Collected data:
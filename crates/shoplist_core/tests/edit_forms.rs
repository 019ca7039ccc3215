use shoplist_core::db::open_db_in_memory;
use shoplist_core::{
    FormError, FormPhase, ItemFields, ItemForm, ItemFormOptions, ItemService, LocationColor,
    LocationFields, LocationForm, LocationService, Projection, SqliteLocationRepository,
    SqliteShoppingItemRepository, UNKNOWN_LOCATION_VISITATION_ORDER,
};

#[test]
fn new_location_form_starts_with_defaults_and_requires_a_name() {
    let conn = open_db_in_memory().unwrap();
    let locations = LocationService::new(SqliteLocationRepository::try_new(&conn).unwrap());

    let mut form = LocationForm::new();
    assert!(!form.can_commit());
    assert!(form.load(None));
    assert_eq!(form.phase(), FormPhase::Editing);
    assert_eq!(form.draft(), &LocationFields::default());
    assert_eq!(form.draft().visitation_order, 50);
    assert!(form.shows_visitation_order());
    assert!(!form.can_delete());
    assert!(!form.can_commit());
    assert!(matches!(form.commit(&locations), Err(FormError::CannotCommit)));

    form.draft_mut().name = "Market".to_string();
    assert!(form.can_commit());
    let outcome = form.commit(&locations).unwrap();
    assert_eq!(outcome.record.name, "Market");
    assert_eq!(outcome.refresh, vec![Projection::Locations]);
    assert_eq!(form.phase(), FormPhase::Closing);
    assert!(matches!(
        form.commit(&locations),
        Err(FormError::SessionClosed)
    ));
}

#[test]
fn load_does_not_clobber_edits() {
    let conn = open_db_in_memory().unwrap();
    let locations = LocationService::new(SqliteLocationRepository::try_new(&conn).unwrap());
    let market = locations
        .create_location(&LocationFields {
            name: "Market".to_string(),
            visitation_order: 10,
            color: LocationColor::default(),
        })
        .unwrap();

    let mut form = LocationForm::new();
    assert!(form.load(Some(&market)));
    form.draft_mut().name = "Farmers Market".to_string();
    assert!(!form.load(Some(&market)));
    assert_eq!(form.draft().name, "Farmers Market");
}

#[test]
fn cancelled_location_edit_leaves_store_untouched() {
    let conn = open_db_in_memory().unwrap();
    let locations = LocationService::new(SqliteLocationRepository::try_new(&conn).unwrap());
    let market = locations
        .create_location(&LocationFields {
            name: "Market".to_string(),
            visitation_order: 10,
            color: LocationColor::default(),
        })
        .unwrap();

    let mut form = LocationForm::new();
    form.load(Some(&market));
    form.draft_mut().visitation_order = 99;
    form.cancel();

    let outcome = form.finish_dismiss(&locations).unwrap();
    assert!(!outcome.deleted);
    assert!(outcome.refresh.is_empty());
    assert_eq!(locations.get_location(market.uuid).unwrap(), Some(market));
}

#[test]
fn location_commit_with_items_refreshes_item_lists() {
    let conn = open_db_in_memory().unwrap();
    let locations = LocationService::new(SqliteLocationRepository::try_new(&conn).unwrap());
    let items = ItemService::new(SqliteShoppingItemRepository::try_new(&conn).unwrap());
    let market = locations
        .create_location(&LocationFields {
            name: "Market".to_string(),
            visitation_order: 10,
            color: LocationColor::default(),
        })
        .unwrap();
    let milk = items
        .create_item(&ItemFields {
            name: "Milk".to_string(),
            location_uuid: Some(market.uuid),
            ..ItemFields::default()
        })
        .unwrap();

    let mut form = LocationForm::new();
    form.load(Some(&market));
    form.draft_mut().visitation_order = 30;
    let outcome = form.commit(&locations).unwrap();

    assert_eq!(
        outcome.refresh,
        vec![
            Projection::ShoppingList,
            Projection::Purchased,
            Projection::Locations
        ]
    );
    assert_eq!(items.get_item(milk.uuid).unwrap().unwrap().visitation_order, 30);
}

#[test]
fn unknown_location_form_hides_order_and_refuses_deletion() {
    let conn = open_db_in_memory().unwrap();
    let locations = LocationService::new(SqliteLocationRepository::try_new(&conn).unwrap());
    let unknown = locations.unknown_location().unwrap();

    let mut form = LocationForm::new();
    form.load(Some(&unknown));
    assert!(!form.shows_visitation_order());
    assert!(!form.can_delete());
    assert!(matches!(
        form.request_delete(),
        Err(FormError::DeletionNotAllowed)
    ));

    form.draft_mut().name = "Elsewhere".to_string();
    form.draft_mut().visitation_order = 3;
    let outcome = form.commit(&locations).unwrap();
    assert_eq!(outcome.record.name, "Elsewhere");
    assert_eq!(
        outcome.record.visitation_order,
        UNKNOWN_LOCATION_VISITATION_ORDER
    );
}

#[test]
fn location_deletion_runs_only_after_dismiss() {
    let conn = open_db_in_memory().unwrap();
    let locations = LocationService::new(SqliteLocationRepository::try_new(&conn).unwrap());
    let items = ItemService::new(SqliteShoppingItemRepository::try_new(&conn).unwrap());
    let market = locations
        .create_location(&LocationFields {
            name: "Market".to_string(),
            visitation_order: 10,
            color: LocationColor::default(),
        })
        .unwrap();
    items
        .create_item(&ItemFields {
            name: "Milk".to_string(),
            location_uuid: Some(market.uuid),
            ..ItemFields::default()
        })
        .unwrap();

    let mut form = LocationForm::new();
    form.load(Some(&market));
    assert!(form.can_delete());
    assert_eq!(form.request_delete().unwrap(), market.uuid);
    assert_eq!(form.phase(), FormPhase::Closing);
    assert!(locations.get_location(market.uuid).unwrap().is_some());

    let outcome = form.finish_dismiss(&locations).unwrap();
    assert!(outcome.deleted);
    assert_eq!(
        outcome.refresh,
        vec![
            Projection::ShoppingList,
            Projection::Purchased,
            Projection::Locations
        ]
    );
    assert_eq!(form.phase(), FormPhase::Closed);
    assert!(locations.get_location(market.uuid).unwrap().is_none());
}

#[test]
fn new_item_form_uses_partition_option_and_defaults_to_unknown_location() {
    let conn = open_db_in_memory().unwrap();
    let locations = LocationService::new(SqliteLocationRepository::try_new(&conn).unwrap());
    let items = ItemService::new(SqliteShoppingItemRepository::try_new(&conn).unwrap());

    let mut form = ItemForm::new(ItemFormOptions {
        allows_deletion: true,
        add_to_shopping_list: false,
    });
    form.load(None);
    assert_eq!(form.draft().quantity, 1);
    assert!(!form.draft().on_list);
    assert_eq!(form.draft().location_uuid, None);

    form.draft_mut().name = "Coffee".to_string();
    let outcome = form.commit(&items).unwrap();
    assert_eq!(
        outcome.refresh,
        vec![Projection::Purchased, Projection::Locations]
    );
    assert_eq!(
        outcome.record.location_uuid,
        locations.unknown_location().unwrap().uuid
    );
    assert_eq!(items.list_purchased().unwrap(), vec![outcome.record]);
}

#[test]
fn item_edit_refreshes_old_and_new_partitions() {
    let conn = open_db_in_memory().unwrap();
    let items = ItemService::new(SqliteShoppingItemRepository::try_new(&conn).unwrap());
    let milk = items
        .create_item(&ItemFields {
            name: "Milk".to_string(),
            ..ItemFields::default()
        })
        .unwrap();

    let mut form = ItemForm::new(ItemFormOptions::default());
    form.load(Some(&milk));
    assert_eq!(form.editing(), Some(milk.uuid));
    form.draft_mut().on_list = false;
    form.draft_mut().quantity = 4;
    let outcome = form.commit(&items).unwrap();

    assert_eq!(
        outcome.refresh,
        vec![Projection::ShoppingList, Projection::Purchased]
    );
    assert_eq!(outcome.record.quantity, 4);
    assert!(outcome.record.is_purchased());
}

#[test]
fn item_form_without_deletion_rejects_delete_requests() {
    let conn = open_db_in_memory().unwrap();
    let items = ItemService::new(SqliteShoppingItemRepository::try_new(&conn).unwrap());
    let milk = items
        .create_item(&ItemFields {
            name: "Milk".to_string(),
            ..ItemFields::default()
        })
        .unwrap();

    let mut form = ItemForm::new(ItemFormOptions {
        allows_deletion: false,
        add_to_shopping_list: true,
    });
    form.load(Some(&milk));
    assert!(!form.can_delete());
    assert!(matches!(
        form.request_delete(),
        Err(FormError::DeletionNotAllowed)
    ));
    assert_eq!(form.phase(), FormPhase::Editing);
}

#[test]
fn item_deletion_is_deferred_until_dismiss() {
    let conn = open_db_in_memory().unwrap();
    let items = ItemService::new(SqliteShoppingItemRepository::try_new(&conn).unwrap());
    let milk = items
        .create_item(&ItemFields {
            name: "Milk".to_string(),
            ..ItemFields::default()
        })
        .unwrap();

    let mut form = ItemForm::new(ItemFormOptions::default());
    form.load(Some(&milk));
    form.request_delete().unwrap();
    assert!(items.get_item(milk.uuid).unwrap().is_some());
    assert!(matches!(form.commit(&items), Err(FormError::SessionClosed)));

    let outcome = form.finish_dismiss(&items).unwrap();
    assert!(outcome.deleted);
    assert_eq!(
        outcome.refresh,
        vec![Projection::ShoppingList, Projection::Locations]
    );
    assert!(items.get_item(milk.uuid).unwrap().is_none());

    let again = form.finish_dismiss(&items).unwrap();
    assert!(!again.deleted);
}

What you have to do: Please output only the lines from the first line of the entries through the line with "assert_eq!(form.draft(), &LocationFields::default());", both included, exactly as written.

Solution for this exercise:
filename crates/shoplist_core/tests/edit_forms.rs
repository 019ca7039ccc3215
use shoplist_core::db::open_db_in_memory;
use shoplist_core::{
    FormError, FormPhase, ItemFields, ItemForm, ItemFormOptions, ItemService, LocationColor,
    LocationFields, LocationForm, LocationService, Projection, SqliteLocationRepository,
    SqliteShoppingItemRepository, UNKNOWN_LOCATION_VISITATION_ORDER,
};

#[test]
fn new_location_form_starts_with_defaults_and_requires_a_name() {
    let conn = open_db_in_memory().unwrap();
    let locations = LocationService::new(SqliteLocationRepository::try_new(&conn).unwrap());

    let mut form = LocationForm::new();
    assert!(!form.can_commit());
    assert!(form.load(None));
    assert_eq!(form.phase(), FormPhase::Editing);
    assert_eq!(form.draft(), &LocationFields::default());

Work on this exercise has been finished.